§ Your objective
Copy each line in the data below that contains the word "HashMap".

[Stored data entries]
//
// Copyright (c) 2023 SUSE Software Solutions Germany GmbH
//
// This file is part of flake-pilot
//
// Permission is hereby granted, free of charge, to any person obtaining a copy
// of this software and associated documentation files (the "Software"), to deal
// in the Software without restriction, including without limitation the rights
// to use, copy, modify, merge, publish, distribute, sublicense, and/or sell
// copies of the Software, and to permit persons to whom the Software is
// furnished to do so, subject to the following conditions:
//
// The above copyright notice and this permission notice shall be included in
// all copies or substantial portions of the Software.
//
// THE SOFTWARE IS PROVIDED "AS IS", WITHOUT WARRANTY OF ANY KIND, EXPRESS OR
// IMPLIED, INCLUDING BUT NOT LIMITED TO THE WARRANTIES OF MERCHANTABILITY,
// FITNESS FOR A PARTICULAR PURPOSE AND NONINFRINGEMENT. IN NO EVENT SHALL THE
// AUTHORS OR COPYRIGHT HOLDERS BE LIABLE FOR ANY CLAIM, DAMAGES OR OTHER
// LIABILITY, WHETHER IN AN ACTION OF CONTRACT, TORT OR OTHERWISE, ARISING FROM,
// OUT OF OR IN CONNECTION WITH THE SOFTWARE OR THE USE OR OTHER DEALINGS IN THE
// SOFTWARE.
//
//! An action, once merged across an `extends` chain, is a stack of
//! frames: one per definition that contributed an entry under that
//! name, bottom of the stack being the root ancestor. Running the
//! action runs its top (most derived) frame; a `!parent` item inside a
//! frame delegates to the frame one level down, and a `!idle` item
//! turns the remaining shell items of its own frame non-fatal.
use std::collections::HashMap;

use crate::engine::EngineClient;
use crate::error::SergioError;
use crate::model::{ActionItem, MergedContainer};
use crate::output::OutputMode;
use crate::registry::Registry;
use crate::{items, templater};

#[derive(Debug, Clone, Default)]
pub struct ActionStack {
    pub frames: Vec<Vec<ActionItem>>,
}

impl ActionStack {
    /// Compose a parent's stack with a child's own frame, child on top.
    pub fn then(mut self, child: ActionStack) -> ActionStack {
        self.frames.extend(child.frames);
        self
    }

    pub fn execute(&self, ctx: &ExecContext<'_, '_>, name: &str) -> Result<(), SergioError> {
        if self.frames.is_empty() {
            return Ok(());
        }
        execute_frame(self, ctx, self.frames.len() - 1, name)
    }
}

/// Bundles everything one action invocation needs to run: where to look
/// up other containers, how to reach the engine, which container this
/// run belongs to, and the optional RPC parameter scope layered on top
/// of that container's own variables.
pub struct ExecContext<'a, 'b> {
    pub registry: &'a Registry,
    pub engine: &'a dyn EngineClient,
    pub container: &'b MergedContainer,
    pub rpc_vars: Option<&'b HashMap<String, String>>,
    pub config_dir: &'a std::path::Path,
    pub definitions_dir: &'a std::path::Path,
    pub output: OutputMode,
}

impl<'a, 'b> ExecContext<'a, 'b> {
    pub fn for_container<'c>(
        &self, container: &'c MergedContainer, rpc_vars: Option<&'c HashMap<String, String>>
    ) -> ExecContext<'a, 'c> {
        ExecContext {
            registry: self.registry,
            engine: self.engine,
            container,
            rpc_vars,
            config_dir: self.config_dir,
            definitions_dir: self.definitions_dir,
            output: self.output,
        }
    }

    pub fn expand(&self, text: &str) -> String {
        templater::apply(text, self.registry.global_vars(), &self.container.variables, self.rpc_vars)
    }
}

fn execute_frame(
    stack: &ActionStack, ctx: &ExecContext<'_, '_>, frame_idx: usize, name: &str
) -> Result<(), SergioError> {
    let mut idle = false;
    for item in &stack.frames[frame_idx] {
        match item {
            ActionItem::Idle => idle = true,
            ActionItem::Parent => {
                if frame_idx == 0 {
                    return Err(SergioError::StackUnderflow(name.to_string()));
                }
                execute_frame(stack, ctx, frame_idx - 1, name)?;
            }
            ActionItem::Shell(line) => run_shell(ctx, name, line, idle)?,
            ActionItem::Rpc(spec) => items::run_rpc(spec, ctx)?,
            ActionItem::FileDrop(spec) => items::run_file_drop(spec, ctx)?,
            ActionItem::FileTransfer(spec) => items::run_file_transfer(spec, ctx)?,
            ActionItem::FileRemove(path) => items::run_file_remove(path, ctx)?,
            ActionItem::WorkdirSet(path) => items::run_workdir_set(path, ctx),
            ActionItem::Echo(text) => items::run_echo(text, ctx),
        }
    }
    Ok(())
}

fn run_shell(ctx: &ExecContext<'_, '_>, name: &str, line: &str, idle: bool) -> Result<(), SergioError> {
    let expanded = ctx.expand(line);
    let command_line = match ctx.container.current_workdir() {
        Some(dir) => format!("cd {dir}; {expanded}"),
        None => expanded.clone(),
    };
    if ctx.output.emits_log() {
        info!("[{}] {}", ctx.container.id, expanded);
    }
    let argv = vec![ctx.container.shell.clone(), "-c".to_string(), command_line];
    let code = ctx.engine.execute(&ctx.container.id, &argv, ctx.output)?;
    if code != 0 && !idle {
        return Err(SergioError::ExecutionFailed {
            container: ctx.container.id.clone(),
            line: format!("{name}: {expanded}"),
        });
    }
    Ok(())
}

#[cfg(test)]
mod tests {
    use super::*;
    use crate::model::{FileContent, RawPort};
    use std::cell::{Cell, RefCell};
    use std::path::PathBuf;

    struct RecordingEngine {
        calls: RefCell<Vec<Vec<String>>>,
        exit_code: Cell<i32>,
    }

    impl RecordingEngine {
        fn new(exit_code: i32) -> Self {
            Self { calls: RefCell::new(Vec::new()), exit_code: Cell::new(exit_code) }
        }
    }

    impl EngineClient for RecordingEngine {
        fn exists(&self, _id: &str) -> Result<bool, SergioError> { Ok(true) }
        fn status(&self, _id: &str) -> Result<crate::engine::ContainerStatus, SergioError> {
            Ok(crate::engine::ContainerStatus::Running)
        }
        fn launch(&self, _image: &str, _id: &str) -> Result<(), SergioError> { Ok(()) }
        fn start(&self, _id: &str) -> Result<(), SergioError> { Ok(()) }
        fn stop(&self, _id: &str) -> Result<(), SergioError> { Ok(()) }
        fn delete(&self, _id: &str, _force: bool) -> Result<(), SergioError> { Ok(()) }
        fn add_mount(&self, _id: &str, _name: &str, _source: &str, _path: &str) -> Result<(), SergioError> { Ok(()) }
        fn network_state(&self, _id: &str) -> Result<Vec<(String, Vec<crate::engine::NetAddress>)>, SergioError> {
            Ok(Vec::new())
        }
        fn execute(&self, _id: &str, argv: &[String], _output: OutputMode) -> Result<i32, SergioError> {
            self.calls.borrow_mut().push(argv.to_vec());
            Ok(self.exit_code.get())
        }
        fn files_get(&self, _id: &str, _path: &str) -> Result<Vec<u8>, SergioError> { Ok(Vec::new()) }
        fn files_put(&self, _id: &str, _path: &str, _data: &[u8], _mode: &str) -> Result<(), SergioError> { Ok(()) }
        fn files_delete(&self, _id: &str, _path: &str) -> Result<(), SergioError> { Ok(()) }
        fn interactive_shell(&self, _id: &str, _user: &str, _shell: &str, _code: Option<&str>) -> Result<i32, SergioError> {
            Ok(0)
        }
    }

    fn container(id: &str) -> MergedContainer {
        MergedContainer {
            id: id.to_string(),
            name: id.to_string(),
            description: String::new(),
            image: "image".to_string(),
            shell: "/bin/sh".to_string(),
            user: "root".to_string(),
            requires: Vec::new(),
            variables: HashMap::new(),
            files: HashMap::<String, FileContent>::new(),
            mountpoints: Vec::new(),
            ports: Vec::<RawPort>::new(),
            actions: HashMap::new(),
            workdir: RefCell::new(None),
            ip_cache: RefCell::new(HashMap::new()),
        }
    }

    #[test]
    fn idle_marker_suppresses_later_failures_in_same_frame() {
        let stack = ActionStack {
            frames: vec![vec![
                ActionItem::Shell("first".to_string()),
                ActionItem::Idle,
                ActionItem::Shell("second".to_string()),
            ]],
        };
        let engine = RecordingEngine::new(1);
        let registry = Registry::new(PathBuf::from("."), HashMap::new());
        let c = container("a");
        let ctx = ExecContext {
            registry: &registry,
            engine: &engine,
            container: &c,
            rpc_vars: None,
            config_dir: std::path::Path::new("."),
            definitions_dir: std::path::Path::new("."),
            output: OutputMode::None,
        };
        let result = stack.execute(&ctx, "boot");
        assert!(result.is_ok());
        assert_eq!(engine.calls.borrow().len(), 2);
    }

    #[test]
    fn failure_before_idle_marker_is_fatal() {
        let stack = ActionStack {
            frames: vec![vec![
                ActionItem::Shell("first".to_string()),
                ActionItem::Idle,
            ]],
        };
        let engine = RecordingEngine::new(1);
        let registry = Registry::new(PathBuf::from("."), HashMap::new());
        let c = container("a");
        let ctx = ExecContext {
            registry: &registry,
            engine: &engine,
            container: &c,
            rpc_vars: None,
            config_dir: std::path::Path::new("."),
            definitions_dir: std::path::Path::new("."),
            output: OutputMode::None,
        };
        let result = stack.execute(&ctx, "boot");
        assert!(result.is_err());
    }

    #[test]
    fn parent_marker_delegates_to_shallower_frame() {
        let stack = ActionStack {
            frames: vec![
                vec![ActionItem::Shell("root-step".to_string())],
                vec![ActionItem::Parent, ActionItem::Shell("child-step".to_string())],
            ],
        };
        let engine = RecordingEngine::new(0);
        let registry = Registry::new(PathBuf::from("."), HashMap::new());
        let c = container("a");
        let ctx = ExecContext {
            registry: &registry,
            engine: &engine,
            container: &c,
            rpc_vars: None,
            config_dir: std::path::Path::new("."),
            definitions_dir: std::path::Path::new("."),
            output: OutputMode::None,
        };
        stack.execute(&ctx, "boot").unwrap();
        let calls = engine.calls.borrow();
        assert_eq!(calls.len(), 2);
        assert!(calls[0][2].contains("root-step"));
        assert!(calls[1][2].contains("child-step"));
    }

    #[test]
    fn parent_marker_at_bottom_frame_is_stack_underflow() {
        let stack = ActionStack {
            frames: vec![vec![ActionItem::Parent]],
        };
        let engine = RecordingEngine::new(0);
        let registry = Registry::new(PathBuf::from("."), HashMap::new());
        let c = container("a");
        let ctx = ExecContext {
            registry: &registry,
            engine: &engine,
            container: &c,
            rpc_vars: None,
            config_dir: std::path::Path::new("."),
            definitions_dir: std::path::Path::new("."),
            output: OutputMode::None,
        };
        let result = stack.execute(&ctx, "boot");
        assert!(matches!(result, Err(SergioError::StackUnderflow(_))));
    }
}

§ The completed task
use std::collections::HashMap;
    pub rpc_vars: Option<&'b HashMap<String, String>>,
        &self, container: &'c MergedContainer, rpc_vars: Option<&'c HashMap<String, String>>
            variables: HashMap::new(),
            files: HashMap::<String, FileContent>::new(),
            actions: HashMap::new(),
            ip_cache: RefCell::new(HashMap::new()),
        let registry = Registry::new(PathBuf::from("."), HashMap::new());
        let registry = Registry::new(PathBuf::from("."), HashMap::new());
        let registry = Registry::new(PathBuf::from("."), HashMap::new());
        let registry = Registry::new(PathBuf::from("."), HashMap::new());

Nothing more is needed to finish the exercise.